Il fut le meilleur cyclo-crossman du monde. Mais c’était pendant la Deuxième Guerre mondiale, au tragique goût d’amertume. Portrait de Robert Oubron, qui était fort et qui était sage …
 
Quelle carrière ! Pour la comprendre, il faut imaginer un collier de perles rares qui, subitement, verrait son fil se briser, et s’éparpillerait sur le sol. La suite se devine : nous voici à genoux, les doigts malhabiles, essayant de réunir des pièces à première vue homogènes, mais dont on sent bien vite qu’elles sont profondément dissemblables. Comment lier, en effet, un parcours entamé à vingt ans sur la route — c’était chez les amateurs, en 1933, lorsqu’il remporta la classique Paris-Mers — et terminé sur la piste, en 1950 ? Comment joindre d’authentiques réussites dans les cols à ses nombreuses victoires de cyclo-crossman ? Car c’est d’abord cela que représente Robert Oubron dans la mémoire collective : un virtuose du cyclo-cross, qui devrait compter quatre titres mondiaux à son palmarès. Seul problème : le championnat du monde de la spécialité n’existait pas ; il n’a été officiellement créé qu’en 1950, à Paris.
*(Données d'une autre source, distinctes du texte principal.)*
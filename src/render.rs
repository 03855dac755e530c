//! The rasterization primitive and the per-figure driver built on it.

pub mod backend;
pub mod cpu;
pub mod figure;
pub mod png;
pub mod text;

pub use backend::{BackendKind, FrameRGBA, RenderBackend, Surface, create_backend};
pub use cpu::CpuBackend;
pub use figure::{FigureReport, InvalidGeometry, render_figure};
pub use text::TitleFont;
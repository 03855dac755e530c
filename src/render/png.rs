//! PNG encoding with figure metadata.
//!
//! Pixels go through `image`'s PNG encoder. The figure title is stored as an `iTXt` chunk with
//! keyword `Title` (UTF-8, so any label survives) and the resolution as a `pHYs` chunk; both are
//! spliced in right after `IHDR`.

use std::io::Cursor;

use crate::foundation::error::{RenderError, RenderResult};
use crate::render::backend::FrameRGBA;

const SIGNATURE: &[u8; 8] = b"\x89PNG\r\n\x1a\n";
const IHDR_END: usize = 8 + 4 + 4 + 13 + 4;
const TITLE_KEYWORD: &str = "Title";
const METERS_PER_INCH: f64 = 0.0254;

/// Encode a straight-alpha frame as PNG bytes.
pub fn encode_png(frame: &FrameRGBA, title: &str, dpi: u32) -> RenderResult<Vec<u8>> {
    if frame.premultiplied {
        return Err(RenderError::encode("frame must be unpremultiplied before encoding"));
    }
    let img = image::RgbaImage::from_raw(frame.width, frame.height, frame.data.clone())
        .ok_or_else(|| RenderError::encode("invalid rgba buffer size"))?;

    let mut encoded = Vec::new();
    img.write_to(&mut Cursor::new(&mut encoded), image::ImageFormat::Png)
        .map_err(|e| RenderError::encode(e.to_string()))?;

    if encoded.len() < IHDR_END || &encoded[..8] != SIGNATURE || &encoded[12..16] != b"IHDR" {
        return Err(RenderError::encode("encoder produced an unexpected PNG layout"));
    }

    let mut out = Vec::with_capacity(encoded.len() + title.len() + 64);
    out.extend_from_slice(&encoded[..IHDR_END]);
    write_chunk(&mut out, b"pHYs", &phys_data(dpi));
    write_chunk(&mut out, b"iTXt", &itxt_data(TITLE_KEYWORD, title));
    out.extend_from_slice(&encoded[IHDR_END..]);
    Ok(out)
}

fn phys_data(dpi: u32) -> [u8; 9] {
    let ppm = (f64::from(dpi) / METERS_PER_INCH).round() as u32;
    let mut data = [0u8; 9];
    data[..4].copy_from_slice(&ppm.to_be_bytes());
    data[4..8].copy_from_slice(&ppm.to_be_bytes());
    data[8] = 1; // unit: meter
    data
}

fn itxt_data(keyword: &str, text: &str) -> Vec<u8> {
    let mut data = Vec::with_capacity(keyword.len() + text.len() + 5);
    data.extend_from_slice(keyword.as_bytes());
    // keyword NUL, compression flag, compression method, empty language tag NUL,
    // empty translated keyword NUL
    data.extend_from_slice(&[0, 0, 0, 0, 0]);
    data.extend(text.bytes().filter(|&b| b != 0));
    data
}

/// Write a PNG chunk.
fn write_chunk(png: &mut Vec<u8>, chunk_type: &[u8; 4], data: &[u8]) {
    png.extend_from_slice(&(data.len() as u32).to_be_bytes());
    png.extend_from_slice(chunk_type);
    png.extend_from_slice(data);

    let mut hasher = crc32fast::Hasher::new();
    hasher.update(chunk_type);
    hasher.update(data);
    png.extend_from_slice(&hasher.finalize().to_be_bytes());
}

/// Iterate `(type, data)` over the chunks of a PNG, stopping at the first truncated one.
fn chunks(png: &[u8]) -> impl Iterator<Item = ([u8; 4], &[u8])> {
    let mut pos = if png.starts_with(SIGNATURE) { 8 } else { png.len() };
    std::iter::from_fn(move || {
        let header = png.get(pos..pos + 8)?;
        let len = u32::from_be_bytes([header[0], header[1], header[2], header[3]]) as usize;
        let kind = [header[4], header[5], header[6], header[7]];
        let data = png.get(pos + 8..pos + 8 + len)?;
        pos += 8 + len + 4;
        Some((kind, data))
    })
}

/// The `Title` stored by [`encode_png`], if present.
pub fn read_title(png: &[u8]) -> Option<String> {
    chunks(png)
        .filter(|(kind, _)| kind == b"iTXt")
        .find_map(|(_, data)| {
            let rest = data.strip_prefix(TITLE_KEYWORD.as_bytes())?.strip_prefix(&[0u8])?;
            let rest = rest.get(2..)?;
            let lang_end = rest.iter().position(|&b| b == 0)?;
            let rest = &rest[lang_end + 1..];
            let tkw_end = rest.iter().position(|&b| b == 0)?;
            String::from_utf8(rest[tkw_end + 1..].to_vec()).ok()
        })
}

/// Resolution from the `pHYs` chunk, rounded to whole dots per inch.
pub fn read_dpi(png: &[u8]) -> Option<u32> {
    chunks(png).find(|(kind, _)| kind == b"pHYs").and_then(|(_, data)| {
        if data.len() != 9 || data[8] != 1 {
            return None;
        }
        let ppm = u32::from_be_bytes([data[0], data[1], data[2], data[3]]);
        Some((f64::from(ppm) * METERS_PER_INCH).round() as u32)
    })
}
Mais ce point quasi technocratique demeure sans véritable importance, l’intéressé ayant vaincu toutes les vedettes à l’occasion du Critérium international, jadis principal rendez-vous annuel des coureurs de sous-bois. « Il domina grâce à son adresse, à son sérieux et sa débrouillardise »,  résuma Pierre Chany[1]. Pour considérer les choses plus en détail, rappelons que Robert Oubron s’imposa en 1937 devant le Belge Vermassen et l’Italien Franzil, en 1938 devant le Suisse Hartmann et le Belge Kneepkens, en 1941 devant les Français Brulé et Piot, en 1942 devant le même Piot et son compatriote Peuziat. Bref, au sens propre comme au sens figuré, le Parisien, né à Goussainville en 1913, avait durablement creusé son sillon, prouvant ainsi qu’il voulait faire école. Parce que l’on soupçonnait chez lui une incontestable dimension pédagogique — son côté entraineur, déjà… Aussi dut-il beaucoup se réjouir quand Jean Robic, puis Roger Rondeaux, puis André Dufraisse, marchèrent sur ses brisées. Depuis longtemps, il souhaitait de transmettre le flambeau.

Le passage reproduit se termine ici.